House Speaker Nancy Pelosi said in the White House’s $ 1.6 trillion stimulus package on Thursday that it was not enough to address the twin economic and public health crises arising from the epidemic.

Pelosi said in an interview with Bloomberg TV, “It’s not half a loaf. What are they offering?” The path of least resistance. ”

California Democrats brought a new area of ​​contention between the Democrats and the Trump administration: the child tax credit, which reduces taxes on children 17 and younger. House Democrats are seeking to give people with children the option of receiving a nominal monthly federal payment regardless of their income.

Pelosi told Bloomberg that the White House outgrew all funds for credit, claiming 40 million households each year.

Earlier in the day, he said he was cautious about signing a major spending deal with the White House. This week Democrats launched a $ 2.2 trillion spending plan that includes $ 600 weekly federal unemployment benefits, another wave of $ 1,200 incentive checks and assistance to states and small businesses.

“We hope we can reach agreement, because the needs of the American people are very high,” Pelosi told reporters on Capitol Hill. “But there is a belief that it takes money to do this.”

White House press secretary, Kayle McNee, confirmed on Thursday that the administration proposed $ 1.6 trillion in coronovirus relief talks with Democrats. She called it “a good offer” with more spending than what Republicans had unveiled.

But Macnee said Pelosi was “not getting serious” with his insistence on strong spending. Treasury Secretary Steven Menuchin and Pelosi have been in direct talks for five days.

Read more: RBC says that Sustainable-Stock Funds are retrenching the shares of these 20 companies – and most of them have beaten the market.

White House plans could be a tough sell for Republicans

The huge price tag of the White House plan could be a gamble, given that many Senate Republicans oppose spending large sums of federal money that could swallow the national debt.

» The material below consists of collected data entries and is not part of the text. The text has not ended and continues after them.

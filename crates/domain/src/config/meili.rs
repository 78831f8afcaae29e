use serde::{Deserialize, Serialize};

use crate::error::Result;

use super::{env_parse, env_set};

// ━━━━━━━━━━━━━━━━━━━━━━━━━━━━━━━━━━━━━━━━━━━━━━━━━━━━━━━━━━━━━━━━━━
// Meilisearch
// ━━━━━━━━━━━━━━━━━━━━━━━━━━━━━━━━━━━━━━━━━━━━━━━━━━━━━━━━━━━━━━━━━━

#[derive(Debug, Clone, Serialize, Deserialize)]
pub struct MeiliConfig {
    #[serde(default = "d_host")]
    pub host: String,
    #[serde(default)]
    pub api_key: String,
    #[serde(default = "d_index_name")]
    pub index_name: String,
    /// Per-request timeout in seconds.
    #[serde(default = "d_timeout")]
    pub timeout: u64,
    #[serde(default = "d_max_retries")]
    pub max_retries: u32,
}

impl Default for MeiliConfig {
    fn default() -> Self {
        Self {
            host: d_host(),
            api_key: String::new(),
            index_name: d_index_name(),
            timeout: d_timeout(),
            max_retries: d_max_retries(),
        }
    }
}

impl MeiliConfig {
    pub(super) fn overlay(&mut self, get: &impl Fn(&str) -> Option<String>) -> Result<()> {
        env_set(get, "MEILI_HOST", &mut self.host);
        env_set(get, "MEILI_MASTER_KEY", &mut self.api_key);
        env_set(get, "MEILI_INDEX", &mut self.index_name);
        env_parse(get, "MEILI_TIMEOUT", &mut self.timeout)?;
        env_parse(get, "MEILI_MAX_RETRIES", &mut self.max_retries)?;
        Ok(())
    }
}

// ── serde default helpers ───────────────────────────────────────────

fn d_host() -> String {
    "http://localhost:7700".into()
}
fn d_index_name() -> String {
    "telegram_messages".into()
}
fn d_timeout() -> u64 {
    5
}
fn d_max_retries() -> u32 {
    3
}
//! Shared lazy Redis connection used by the cache and stats services.

use std::time::Duration;

use redis::aio::ConnectionManager;
use tokio::sync::OnceCell;

use ts_domain::config::RedisConfig;
use ts_domain::error::{Error, Result};

/// Lazily connected Redis handle. The first operation establishes the
/// connection; the manager reconnects with exponential back-off after
/// that, so a flaky backend never wedges the caller.
pub(crate) struct RedisBackend {
    client: redis::Client,
    conn: OnceCell<ConnectionManager>,
    retries: usize,
    op_timeout: Duration,
}

impl RedisBackend {
    pub(crate) fn new(cfg: &RedisConfig) -> Result<Self> {
        let client =
            redis::Client::open(cfg.url()).map_err(|e| Error::Cache(e.to_string()))?;
        Ok(Self {
            client,
            conn: OnceCell::new(),
            retries: cfg.max_retries as usize,
            op_timeout: Duration::from_secs(cfg.socket_timeout),
        })
    }

    pub(crate) async fn connection(&self) -> Result<ConnectionManager> {
        let conn = self
            .conn
            .get_or_try_init(|| async {
                ConnectionManager::new_with_backoff(self.client.clone(), 2, 100, self.retries)
                    .await
                    .map_err(|e| Error::Cache(e.to_string()))
            })
            .await?;
        Ok(conn.clone())
    }

    /// Run a Redis operation under the configured per-op timeout.
    pub(crate) async fn run<T>(
        &self,
        what: &str,
        op: impl std::future::Future<Output = redis::RedisResult<T>>,
    ) -> Result<T> {
        tokio::time::timeout(self.op_timeout, op)
            .await
            .map_err(|_| Error::Timeout(format!("redis {what}")))?
            .map_err(|e| Error::Cache(e.to_string()))
    }
}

But the pressure on MPs for an agreement has increased before the election was postponed for the next week. Millions of Americans are out of work and struggling to afford food and rent. And many economists have urged Congress to authorize additional spending to sustain people and businesses.

Both the Democratic-led House and the GOP-controlled Senate have to approve the Equal Relief Law and send it to President Donald Trump’s desk to become law.

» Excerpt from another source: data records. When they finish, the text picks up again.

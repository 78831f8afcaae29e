//! Bounded FIFO of recent fingerprints for cross-message dedup.

use std::collections::VecDeque;

use crate::dedup::{is_duplicate, DUPLICATE_THRESHOLD};

/// Default number of recent fingerprints retained.
pub const DEFAULT_WINDOW_SIZE: usize = 1000;

/// A bounded FIFO of recently accepted simhash fingerprints.
///
/// Lookup is a linear scan; the window is small by design, so a
/// locality-sensitive index would be unwarranted here.
#[derive(Debug)]
pub struct DedupWindow {
    window: VecDeque<String>,
    capacity: usize,
}

impl DedupWindow {
    pub fn new(capacity: usize) -> Self {
        Self {
            window: VecDeque::with_capacity(capacity),
            capacity,
        }
    }

    /// True when any stored fingerprint is a near-duplicate of `simhash`.
    pub fn contains(&self, simhash: &str) -> bool {
        self.window
            .iter()
            .any(|seen| is_duplicate(simhash, seen, DUPLICATE_THRESHOLD))
    }

    /// Record a fingerprint, evicting the oldest at capacity.
    pub fn push(&mut self, simhash: String) {
        if self.capacity == 0 {
            return;
        }
        if self.window.len() == self.capacity {
            self.window.pop_front();
        }
        self.window.push_back(simhash);
    }

    pub fn len(&self) -> usize {
        self.window.len()
    }

    pub fn is_empty(&self) -> bool {
        self.window.is_empty()
    }
}

impl Default for DedupWindow {
    fn default() -> Self {
        Self::new(DEFAULT_WINDOW_SIZE)
    }
}

// ━━━━━━━━━━━━━━━━━━━━━━━━━━━━━━━━━━━━━━━━━━━━━━━━━━━━━━━━━━━━━━━━━━
// Tests
// ━━━━━━━━━━━━━━━━━━━━━━━━━━━━━━━━━━━━━━━━━━━━━━━━━━━━━━━━━━━━━━━━━━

Key elements of the White House plan include:

  • $ 300 billion For another round of direct payments to taxpayers.
  • $ 300 billion Benefit for $ 400 weekly federal unemployment from January 1.
  • $ 250 billion For assistance to state and local governments.
  • 175 billion dollars In health spending, coronavirus testing and contact tracing.
  • $ 160 billion For small-business assistance through a paycheck protection program.
  • $ 150 billion Reopening schools for education and support.
  • $ 100 billion For restaurants in frightening financial straits.

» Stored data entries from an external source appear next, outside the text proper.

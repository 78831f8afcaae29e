/// Shared error type used across all telsearch crates.
#[derive(thiserror::Error, Debug)]
pub enum Error {
    #[error("IO: {0}")]
    Io(#[from] std::io::Error),

    #[error("JSON: {0}")]
    Json(#[from] serde_json::Error),

    #[error("HTTP: {0}")]
    Http(String),

    #[error("timeout: {0}")]
    Timeout(String),

    #[error("engine: {0}")]
    Engine(String),

    #[error("cache: {0}")]
    Cache(String),

    #[error("chat client: {0}")]
    Chat(String),

    /// Rate-limit signal from the chat service: pause for the advised
    /// interval, then continue the same iterator.
    #[error("flood wait: {seconds}s")]
    FloodWait { seconds: u64 },

    #[error("config: {0}")]
    Config(String),

    #[error("{0}")]
    Other(String),
}

pub type Result<T> = std::result::Result<T, Error>;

Democrats and the Trump administration agree to provide incentive checks in another relief package, as well as funding to help small businesses and schools.

Nevertheless, major differences remain. The administration is seeking to implement a federal unemployment benefit that is less than the $ 200 per week that Democrats want. And it would provide less in federal aid to cash-aided states.

Most of the Senate leaders, Mitch McConnell, worked in the Democratic plan on Wednesday, indicating it as an outlier. “We are very different, far away on a deal,” McConnell told reporters on Capitol Hill.